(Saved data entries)
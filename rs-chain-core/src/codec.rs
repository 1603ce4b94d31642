//! Binary model format.
//!
//! All integers are 8-byte words in native byte order:
//!
//! ```text
//! [header][word buffer][word offsets][prefix buffer][prefix offsets][rows]
//! ```
//!
//! - header: prefix length, word buffer bytes, word count, prefix buffer
//!   elements, prefix count, row count, checksum
//! - word offsets: one per word, in ascending byte order of the words
//! - prefix offsets: one per prefix, in ascending order of the sequences
//! - rows: prefix id, successor count, then per successor in strictly
//!   ascending word id order: word id, occurrence count (>= 1), next
//!   prefix id
//!
//! The checksum is the XOR of the six size fields. It detects a damaged
//! header only: the payload is not covered.

use std::collections::HashMap;
use std::io::{BufReader, BufWriter, Read, Write};

use log::debug;

use crate::error::{ModelError, Result};
use crate::io::{read_bytes, read_word, write_word, write_words, WORD_SIZE};
use crate::model::generating::GeneratingModel;
use crate::model::prefixes::PrefixDictionary;
use crate::model::table::SamplingRow;
use crate::model::training::TrainingModel;
use crate::model::words::WordDictionary;
use crate::model::{ModelStats, PrefixId, Vocabulary, WordId};

/// Number of words in the header.
const HEADER_WORDS: usize = 7;

/// Length of the header in bytes.
pub const HEADER_LEN: usize = HEADER_WORDS * WORD_SIZE;

/// Fixed-size header at the start of a model stream.
#[derive(Debug, PartialEq, Eq)]
struct Header {
	stats: ModelStats,
	checksum: usize,
}

/// Hash of one size field.
fn hash_size(size: usize) -> usize {
	size
}

impl Header {
	fn new(stats: ModelStats) -> Self {
		let mut header = Self { stats, checksum: 0 };
		header.checksum = header.hash();
		header
	}

	fn sizes(&self) -> [usize; HEADER_WORDS - 1] {
		let s = &self.stats;
		[s.pref_size, s.word_bytes, s.words, s.prefix_len, s.prefixes, s.rows]
	}

	fn hash(&self) -> usize {
		self.sizes().into_iter().fold(0, |acc, size| acc ^ hash_size(size))
	}

	fn write<W: Write>(&self, writer: &mut W) -> Result<()> {
		write_words(writer, self.sizes())?;
		write_word(writer, self.checksum)?;
		Ok(())
	}

	/// Reads a header and verifies its checksum.
	fn read<R: Read>(reader: &mut R) -> Result<Self> {
		let mut words = [0usize; HEADER_WORDS];
		for word in &mut words {
			*word = read_word(reader)?;
		}
		let [pref_size, word_bytes, words_len, prefix_len, prefixes, rows, checksum] = words;
		let header = Self {
			stats: ModelStats { pref_size, word_bytes, words: words_len, prefix_len, prefixes, rows },
			checksum,
		};
		if header.hash() != header.checksum {
			return Err(ModelError::corrupt("header checksum mismatch"));
		}
		Ok(header)
	}
}

/// Writes a training model in the binary model format.
///
/// Rows are written in ascending prefix id order, so saving the same
/// model twice gives the same bytes.
pub fn save<W: Write>(model: &TrainingModel, writer: W) -> Result<()> {
	let mut writer = BufWriter::new(writer);
	let words = &model.vocab.words;
	let prefixes = &model.vocab.prefixes;

	let header = Header::new(model.stats());
	header.write(&mut writer)?;

	writer.write_all(words.buffer())?;
	write_words(&mut writer, words.sorted_offsets())?;
	write_words(&mut writer, prefixes.buffer().iter().map(|id| id.0))?;
	write_words(&mut writer, prefixes.sorted_offsets())?;

	let mut rows: Vec<_> = model.table.iter().collect();
	rows.sort_unstable_by_key(|(prefix, _)| **prefix);
	for (prefix, row) in rows {
		write_words(&mut writer, [prefix.0, row.len()])?;
		for (word, tally) in row.iter() {
			write_words(&mut writer, [word.0, tally.count, tally.next.0])?;
		}
	}
	writer.flush()?;

	debug!("saved model {:?}", header.stats);
	Ok(())
}

/// Reads a model written by `save` into its generating shape.
///
/// Each row's absolute counts are turned into cumulative bounds as the
/// row is read.
pub fn load<R: Read>(reader: R) -> Result<GeneratingModel> {
	let mut reader = BufReader::new(reader);
	let header = Header::read(&mut reader)?;
	let stats = header.stats;
	if stats.prefixes > 0 && stats.pref_size > stats.prefix_len {
		return Err(ModelError::corrupt(format!(
			"prefix size {} exceeds the prefix buffer length {}",
			stats.pref_size, stats.prefix_len
		)));
	}

	let mut words = WordDictionary::from_buffer(read_bytes(&mut reader, stats.word_bytes)?)?;
	for _ in 0..stats.words {
		words.restore(read_word(&mut reader)?)?;
	}

	let prefix_bytes = stats
		.prefix_len
		.checked_mul(WORD_SIZE)
		.ok_or_else(|| ModelError::corrupt("prefix buffer too large"))?;
	let data = read_bytes(&mut reader, prefix_bytes)?
		.chunks_exact(WORD_SIZE)
		.map(|chunk| {
			let mut bytes = [0u8; WORD_SIZE];
			bytes.copy_from_slice(chunk);
			let value = u64::from_ne_bytes(bytes);
			usize::try_from(value)
				.map(WordId)
				.map_err(|_| ModelError::corrupt(format!("word id {value} does not fit in usize")))
		})
		.collect::<Result<Vec<_>>>()?;
	let mut prefixes = PrefixDictionary::from_buffer(stats.pref_size, data);
	for _ in 0..stats.prefixes {
		prefixes.restore(read_word(&mut reader)?)?;
	}

	let mut table = HashMap::new();
	for _ in 0..stats.rows {
		let prefix = PrefixId(read_word(&mut reader)?);
		let len = read_word(&mut reader)?;
		let mut successors = Vec::new();
		for _ in 0..len {
			let word = WordId(read_word(&mut reader)?);
			let count = read_word(&mut reader)?;
			let next = PrefixId(read_word(&mut reader)?);
			successors.push((word, count, next));
		}
		if table.insert(prefix, SamplingRow::from_counts(successors)?).is_some() {
			return Err(ModelError::corrupt(format!("duplicate row for prefix {}", prefix.0)));
		}
	}

	debug!("loaded model {stats:?}");
	Ok(GeneratingModel { vocab: Vocabulary { words, prefixes }, table })
}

=== WHAT YOU HAVE TO DO ===
Count the lines above that include the word "corrupt". Reply with that number alone.

=== ANSWER TO THIS TASK ===
5